Nancy only smiled back a reply, and bent her grey head over her patient again.

Thirteen slightly injured, three seriously, and no deaths, was the result of the accident, and after a few days everything at the Junction was as it had been always, excepting that Nancy McVeigh's tavern had won a new guest and lost an old one. Moore had recovered from his attack a few hours after his seizure, and was taken into custody by the law to stand his trial for wilful neglect of duty, and Mr. Lawrence Hyden lay in his room with a very impatient temper and a badly crushed leg. The Wednesday of the following week was set as the day for Moore's trial, and Nancy received a summons to appear as a witness.

"I'll do that with pleasure, sure, fer it's meself that's doubtin' the senses of yon pack o' lawyers. It's jist capital they are tryin' to make out o' this affair to injure me in the eyes of the Commissioners, I'm thinkin'," she said, when the blue paper was handed to her.

The scene in the courtroom was highly interesting to her, and she wondered, as she listened to the learned talking, how their charge against Moore could have any foundation. When her name was called she was fully prepared to give them all a piece of her mind.

"Now, Mrs. McVeigh, the whole case against Mr. Moore rests on your testimony. We want to know from you if the accused was addicted to the use of liquor," the presiding counsel asked, in suave tones.

"He was not, yer worship," she answered, promptly.

"But one witness states that liquor was found in the accused man's room, and also that his breath was strongly tainted shortly after the time of the accident," the counsel continued.

The whole truth of the misunderstanding suddenly came home to Nancy, and after some bickering between the lawyers, she was allowed to narrate, in her own homely way, the current of events from the first time she had noticed the illness coming over Mr. Moore, until she had stood by the switch watching the train going to destruction.
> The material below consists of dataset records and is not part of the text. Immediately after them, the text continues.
impl FirestoreDb {
    /// Create a new Firestore client.
    ///
    /// For local development with emulator, set FIRESTORE_EMULATOR_HOST.
    pub async fn new(project_id: &str, op_timeout: Duration) -> Result<Self, AppError> {
        // If the emulator environment variable is set, use unauthenticated connection
        // to avoid local credential warnings and leakage.
        if std::env::var("FIRESTORE_EMULATOR_HOST").is_ok() {
            return Self::create_emulator_client(project_id, op_timeout).await;
        }

        let client = firestore::FirestoreDb::new(project_id)
            .await
            .map_err(|e| AppError::Database(format!("Failed to connect to Firestore: {}", e)))?;

        tracing::info!(project = project_id, "Connected to Firestore");

        Ok(Self {
            client: Some(client),
            op_timeout,
        })
    }

    /// Create a Firestore client for the emulator with unauthenticated access.
    async fn create_emulator_client(
        project_id: &str,
        op_timeout: Duration,
    ) -> Result<Self, AppError> {
        tracing::info!("Using unauthenticated connection for Firestore Emulator");

        let token_source = gcloud_sdk::ExternalJwtFunctionSource::new(|| async {
            Ok(gcloud_sdk::Token {
                token_type: "Bearer".to_string(),
                token: gcloud_sdk::SecretValue::new(
                    "eyJhbGciOiJub25lIn0.eyJ1aWQiOiJ0ZXN0In0."
                        .to_string()
                        .into(),
                ),
                expiry: chrono::Utc::now() + chrono::Duration::hours(1),
            })
        });

        let options = firestore::FirestoreDbOptions::new(project_id.to_string());

        let client = firestore::FirestoreDb::with_options_token_source(
            options,
            gcloud_sdk::GCP_DEFAULT_SCOPES.clone(),
            gcloud_sdk::TokenSourceType::ExternalSource(Box::new(token_source)),
        )
        .await
        .map_err(|e| {
            AppError::Database(format!("Failed to connect to Firestore Emulator: {}", e))
        })?;

        tracing::info!(
            project = project_id,
            "Connected to Firestore (Emulator/Unauthenticated)"
        );

        Ok(Self {
            client: Some(client),
            op_timeout,
        })
    }

    /// Create an offline client. All database operations return an error.
    pub fn new_offline() -> Self {
        Self {
            client: None,
            op_timeout: Duration::from_secs(1),
        }
    }

    /// Helper to get the client or return an error if offline.
    fn get_client(&self) -> Result<&firestore::FirestoreDb, AppError> {
        self.client
            .as_ref()
            .ok_or_else(|| AppError::Database("Database not connected (offline mode)".to_string()))
    }

    /// Run a Firestore operation under the upstream timeout.
    async fn timed<T, F>(&self, op: &'static str, fut: F) -> Result<T, AppError>
    where
        F: Future<Output = Result<T, AppError>>,
    {
        tokio::time::timeout(self.op_timeout, fut)
            .await
            .map_err(|_| AppError::UpstreamTimeout(format!("Firestore {} timed out", op)))?
    }

    async fn find_user_by_field(&self, field: &str, value: &str) -> Result<Option<User>, AppError> {
        let value = value.to_string();
        let users: Vec<User> = self
            .get_client()?
            .fluent()
            .select()
            .from(collections::USERS)
            .filter(|q| q.for_all([q.field(field).eq(value.clone())]))
            .limit(1)
            .obj()
            .query()
            .await
            .map_err(|e| AppError::Database(e.to_string()))?;

        Ok(users.into_iter().next())
    }

    async fn write_user(&self, user: &User) -> Result<(), AppError> {
        let _: () = self
            .get_client()?
            .fluent()
            .update()
            .in_col(collections::USERS)
            .document_id(&user.id)
            .object(user)
            .execute()
            .await
            .map_err(|e| AppError::Database(e.to_string()))?;
        Ok(())
    }

    async fn read_user(&self, user_id: &str) -> Result<Option<User>, AppError> {
        self.get_client()?
            .fluent()
            .select()
            .by_id_in(collections::USERS)
            .obj()
            .one(user_id)
            .await
            .map_err(|e| AppError::Database(e.to_string()))
    }

    async fn write_video(&self, video: &Video) -> Result<(), AppError> {
        let _: () = self
            .get_client()?
            .fluent()
            .update()
            .in_col(collections::VIDEOS)
            .document_id(&video.id)
            .object(video)
            .execute()
            .await
            .map_err(|e| AppError::Database(e.to_string()))?;
        Ok(())
    }

    async fn read_video(&self, video_id: &str) -> Result<Option<Video>, AppError> {
        self.get_client()?
            .fluent()
            .select()
            .by_id_in(collections::VIDEOS)
            .obj()
            .one(video_id)
            .await
            .map_err(|e| AppError::Database(e.to_string()))
    }

    async fn count_subscriptions_where(&self, field: &str, value: &str) -> Result<u64, AppError> {
        let value = value.to_string();
        let subscriptions: Vec<Subscription> = self
            .get_client()?
            .fluent()
            .select()
            .from(collections::SUBSCRIPTIONS)
            .filter(|q| q.for_all([q.field(field).eq(value.clone())]))
            .obj()
            .query()
            .await
            .map_err(|e| AppError::Database(e.to_string()))?;

        Ok(subscriptions.len() as u64)
    }

    /// Read a user, apply `modify`, and write back only `fields`, all in one
    /// transaction.
    ///
    /// Returns `None` if the user does not exist. A concurrent write to the
    /// same document aborts the commit.
    async fn modify_user_tx<F>(
        &self,
        user_id: &str,
        fields: &[&str],
        modify: F,
    ) -> Result<Option<UpdatedUser>, AppError>
    where
        F: FnOnce(&mut User),
    {
        let client = self.get_client()?;

        let mut transaction = client
            .begin_transaction()
            .await
            .map_err(|e| AppError::Database(format!("Failed to begin transaction: {}", e)))?;

        let tx_client = client.clone_with_consistency_selector(
            firestore::FirestoreConsistencySelector::Transaction(
                transaction.transaction_id().clone(),
            ),
        );
        let current: Option<User> = tx_client
            .fluent()
            .select()
            .by_id_in(collections::USERS)
            .obj()
            .one(user_id)
            .await
            .map_err(|e| AppError::Database(format!("Failed to read user in transaction: {}", e)))?;

        let Some(previous) = current else {
            rollback(transaction, user_id).await;
            return Ok(None);
        };

        let mut user = previous.clone();
        modify(&mut user);

        client
            .fluent()
            .update()
            .fields(fields)
            .in_col(collections::USERS)
            .document_id(user_id)
            .object(&user)
            .add_to_transaction(&mut transaction)
            .map_err(|e| {
                AppError::Database(format!("Failed to add user to transaction: {}", e))
            })?;

        transaction
            .commit()
            .await
            .map_err(|e| AppError::Database(format!("Failed to commit user update: {}", e)))?;

        Ok(Some(UpdatedUser {
            previous,
            current: user,
        }))
    }

    /// Conditionally replace a user's refresh token inside a transaction.
    ///
    /// If another request rotates the token concurrently, Firestore aborts
    /// the commit and the caller sees a failed swap instead of a lost update.
    async fn swap_refresh_token_tx(
        &self,
        user_id: &str,
        expected: &str,
        new: &str,
    ) -> Result<bool, AppError> {
        let client = self.get_client()?;

        let mut transaction = client
            .begin_transaction()
            .await
            .map_err(|e| AppError::Database(format!("Failed to begin transaction: {}", e)))?;

        // 1. Read the current user within the transaction
        //    This registers the document for conflict detection
        let tx_client = client.clone_with_consistency_selector(
            firestore::FirestoreConsistencySelector::Transaction(
                transaction.transaction_id().clone(),
            ),
        );
        let current: Option<User> = tx_client
            .fluent()
            .select()
            .by_id_in(collections::USERS)
            .obj()
            .one(user_id)
            .await
            .map_err(|e| AppError::Database(format!("Failed to read user in transaction: {}", e)))?;

        let Some(mut user) = current else {
            rollback(transaction, user_id).await;
            return Ok(false);
        };

        // 2. Compare against what the caller read
        if user.refresh_token.as_deref() != Some(expected) {
            tracing::debug!(user_id, "Refresh token changed before swap");
            rollback(transaction, user_id).await;
            return Ok(false);
        }

        // 3. Add the write and commit
        user.refresh_token = Some(new.to_string());
        client
            .fluent()
            .update()
            .fields(["refresh_token"])
            .in_col(collections::USERS)
            .document_id(user_id)
            .object(&user)
            .add_to_transaction(&mut transaction)
            .map_err(|e| {
                AppError::Database(format!("Failed to add user to transaction: {}", e))
            })?;

        match transaction.commit().await {
            Ok(_) => Ok(true),
            Err(e) => {
                tracing::warn!(user_id, error = %e, "Refresh token swap lost a race");
                Ok(false)
            }
        }
    }
}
Every man in the room had heard somewhat of Nancy's peculiar existence, and they listened with doubly aroused interest to her simple tale. Suddenly an interruption came from a very unexpected quarter. Moore was swaying unsteadily, and but for the timely arm of the officer near him, would have collapsed on the floor. The court immediately adjourned whilst a doctor was sent for.

"There'll be no case, Mrs. McVeigh. It is clear in my mind that the prisoner is a very sick man and should be sent at once to the hospital. If I have my way the verdict of this examination will be a testimonial of some substantial nature to be given to a very generous-hearted old lady," the counsel said, shaking her hand warmly.
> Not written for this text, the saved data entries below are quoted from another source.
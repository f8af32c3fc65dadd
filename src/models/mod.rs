// SPDX-License-Identifier: MIT
// Copyright 2026 Roland Dreier <roland@kernel.org>

//! Data models for the application.

pub mod media;
pub mod subscription;
pub mod tweet;
pub mod user;
pub mod video;

pub use media::{MediaAsset, MediaKind};
pub use subscription::Subscription;
pub use tweet::Tweet;
pub use user::{ChannelProfile, OwnerSummary, User, UserProfile};
pub use video::{Video, VideoWithOwner};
"An' who are ye blarneyin' now, Judge?" Nancy asked, not the least bit abashed at the learned man's importance.

"A certain Widow McVeigh, of the Monk Road," he answered, laughing.

'Twas a short time after this that ugly rumors of rowdyism were spread over the countryside, and while matters were at white heat the question of cancelling Nancy McVeigh's tavern license was again brought before the Commissioners. Miss Sophia Piper heard of the complaint, and made it her business to interview the stout gentleman on the Board with whom she was on friendly terms.

"You came to me once to urge the abolition of this license, but now you defend the woman," he said to her, in surprise.

"I know that Mrs. McVeigh is honorable and good, and this report is being circulated by parties who wish to secure her rights for their own purposes. If liquor is to be sold on the Monk Road, then, sir, I can speak for the whole temperance people of that section. Let Mrs. McVeigh have the selling," she answered, pleadingly; and so the license was extended for another year, as usual. But Moore did not receive the appointment as master at the new station of Monk the following spring.